HairWeaver: Few-Shot Photorealistic Hair Motion Synthesis with Sim-to-Real Guided Video Diffusion
Di Chang, Ji Hou, Aljaz Bozic, Assaf Neuberger, Felix Juefei-Xu, Olivier Maury, Gene Wei-Chin Lin, Tuur Stuyck, Doug Roble, Mohammad Soleymani, Stephane Grabli
TL;DR
HairWeaver tackles the challenge of realistic hair dynamics in single-image video animation by introducing two domain-adaptive LoRA adapters that inject hair motion and bridge CG-to-photorealism. It trains on a CG-based dynamic-hair dataset and employs a two-stage workflow to adapt a diffusion backbone to the CG domain while discarding the domain adapter at inference, yielding photorealistic results with controllable hair motion. The approach achieves state-of-the-art quantitative metrics and strong user-study preferences on both CG and NeRSemble benchmarks. This work enables few-shot, photorealistic hair motion synthesis with potential applications in VFX, games, and VR.
Abstract
We present HairWeaver, a diffusion-based pipeline that animates a single human image with realistic and expressive hair dynamics. While existing methods successfully control body pose, they lack specific control over hair, and as a result, fail to capture the intricate hair motions, resulting in stiff and unrealistic animations. HairWeaver overcomes this limitation using two specialized modules: a Motion-Context-LoRA to integrate motion conditions and a Sim2Real-Domain-LoRA to preserve the subject's photoreal appearance across different data domains.

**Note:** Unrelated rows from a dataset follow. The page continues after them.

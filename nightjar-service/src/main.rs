/* This Source Code Form is subject to the terms of the Mozilla Public
 * License, v. 2.0. If a copy of the MPL was not distributed with this
 * file, You can obtain one at https://mozilla.org/MPL/2.0/.
 *
 * (c) 2024 The Nightjar Authors.
 */

//! Entry point: parse the CLI (§6), open the data directory, wire up the
//! session-source connection and raw injection socket, and either run the
//! epoch loop in the foreground or service a one-shot operator command.

use std::sync::Arc;

use clap::Parser;
use tracing_subscriber::EnvFilter;

use nightjar_service::control_loop;
use nightjar_service::datadir::DataDir;
use nightjar_service::engine::Engine;
use nightjar_service::firmware_recovery::{FirmwareRecovery, NullRecovery, ShellScriptRecovery};
use nightjar_service::persistence;
use nightjar_service::settings::{Cli, Command};

fn init_tracing() {
    tracing_subscriber::fmt()
        .with_env_filter(EnvFilter::try_from_default_env().unwrap_or_else(|_| EnvFilter::new("info")))
        .init();
}

fn build_firmware_recovery(script: Option<&str>) -> Arc<dyn FirmwareRecovery + Send + Sync> {
    match script {
        Some(path) => Arc::new(ShellScriptRecovery::new(path)),
        None => Arc::new(NullRecovery),
    }
}

/// Connect to the session source's Unix domain socket (§6). Failing to open
/// this connection, like failing to open the raw injection socket, is one of
/// the two fatal startup conditions named in §7.
async fn connect_session_source(socket_path: &str) -> std::io::Result<Arc<dyn nightjar_session::SessionSource + Send + Sync>> {
    let stream = tokio::net::UnixStream::connect(socket_path).await?;
    Ok(Arc::new(nightjar_session::TextLineSessionSource::new(stream)))
}

#[cfg(target_os = "linux")]
fn build_injector(interface: &str) -> Result<Arc<dyn nightjar_session::RawInjector + Send + Sync>, nightjar_session::InjectError> {
    Ok(Arc::new(nightjar_session::PacketSocketInjector::bind(interface)?))
}

#[cfg(not(target_os = "linux"))]
fn build_injector(_interface: &str) -> Result<Arc<dyn nightjar_session::RawInjector + Send + Sync>, nightjar_session::InjectError> {
    Ok(Arc::new(nightjar_session::NullInjector::default()))
}

async fn build_engine(data_dir: &DataDir) -> std::io::Result<Engine> {
    let config = data_dir.config().await.clone();

    let session = connect_session_source(&config.session_socket_path).await?;
    let injector = build_injector(&config.monitor_interface).map_err(|e| std::io::Error::new(std::io::ErrorKind::Other, e))?;
    let firmware_recovery = build_firmware_recovery(config.firmware_recovery_script.as_deref());

    let crack_state_path = data_dir.crack_state_path();
    let crack_state = nightjar_crack::CrackState::load(&crack_state_path).unwrap_or_else(|err| {
        tracing::warn!(%err, "crack state file unreadable; starting with an empty history");
        nightjar_crack::CrackState::empty(&crack_state_path)
    });
    let (totals, mode_bandit, loaded_entities) = persistence::load_or_default(&data_dir.bandit_state_path());

    Ok(Engine::new(config, session, injector, firmware_recovery, crack_state, totals, mode_bandit, loaded_entities))
}

async fn run(base_path: std::path::PathBuf) -> i32 {
    let data_dir = match DataDir::open(&base_path).await {
        Ok(d) => d,
        Err(err) => {
            tracing::error!(%err, path = %base_path.display(), "failed to open data directory");
            return 1;
        }
    };

    let mut engine = match build_engine(&data_dir).await {
        Ok(e) => e,
        Err(err) => {
            tracing::error!(%err, "failed to start: session source or raw injection socket unavailable");
            return 1;
        }
    };

    let shutdown = tokio::signal::ctrl_c();
    tokio::select! {
        _ = control_loop::run(&mut engine, &data_dir) => {}
        _ = shutdown => {
            tracing::info!("interrupt received, shutting down");
            engine.running = false;
        }
    }
    0
}

async fn status(base_path: std::path::PathBuf) -> i32 {
    let path = base_path.join("bandits.tsbr");
    let (totals, _mode_bandit, entities) = persistence::load_or_default(&path);
    let snapshot = serde_json::json!({
        "epoch_num": totals.epoch_num,
        "total_handshakes": totals.total_handshakes,
        "entities_tracked": entities.len(),
    });
    println!("{}", serde_json::to_string_pretty(&snapshot).unwrap_or_default());
    0
}

async fn reset_bandits(base_path: std::path::PathBuf) -> i32 {
    let path = base_path.join("bandits.tsbr");
    match std::fs::remove_file(&path) {
        Ok(()) => {
            println!("bandit state reset to neutral priors");
            0
        }
        Err(e) if e.kind() == std::io::ErrorKind::NotFound => {
            println!("no bandit state file found; already neutral");
            0
        }
        Err(err) => {
            eprintln!("failed to remove {}: {err}", path.display());
            1
        }
    }
}

async fn async_main(cli: Cli) -> i32 {
    let base_path = cli.base_path();
    match cli.command() {
        Command::Run => run(base_path).await,
        Command::Status => status(base_path).await,
        Command::ResetBandits => reset_bandits(base_path).await,
    }
}

fn main() {
    init_tracing();
    let cli = Cli::parse();
    let code = tokio::runtime::Builder::new_multi_thread().enable_all().build().unwrap().block_on(async_main(cli));
    std::process::exit(code);
}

These lightweight components are designed to guide a video diffusion backbone while maintaining its core generative capabilities. By training on a specialized dataset of dynamic human motion generated from a CG simulator, HairWeaver affords fine control over hair motion and ultimately learns to produce highly realistic hair that responds naturally to movement. Comprehensive evaluations demonstrate that our approach sets a new state of the art, producing lifelike human hair animations with dynamic details.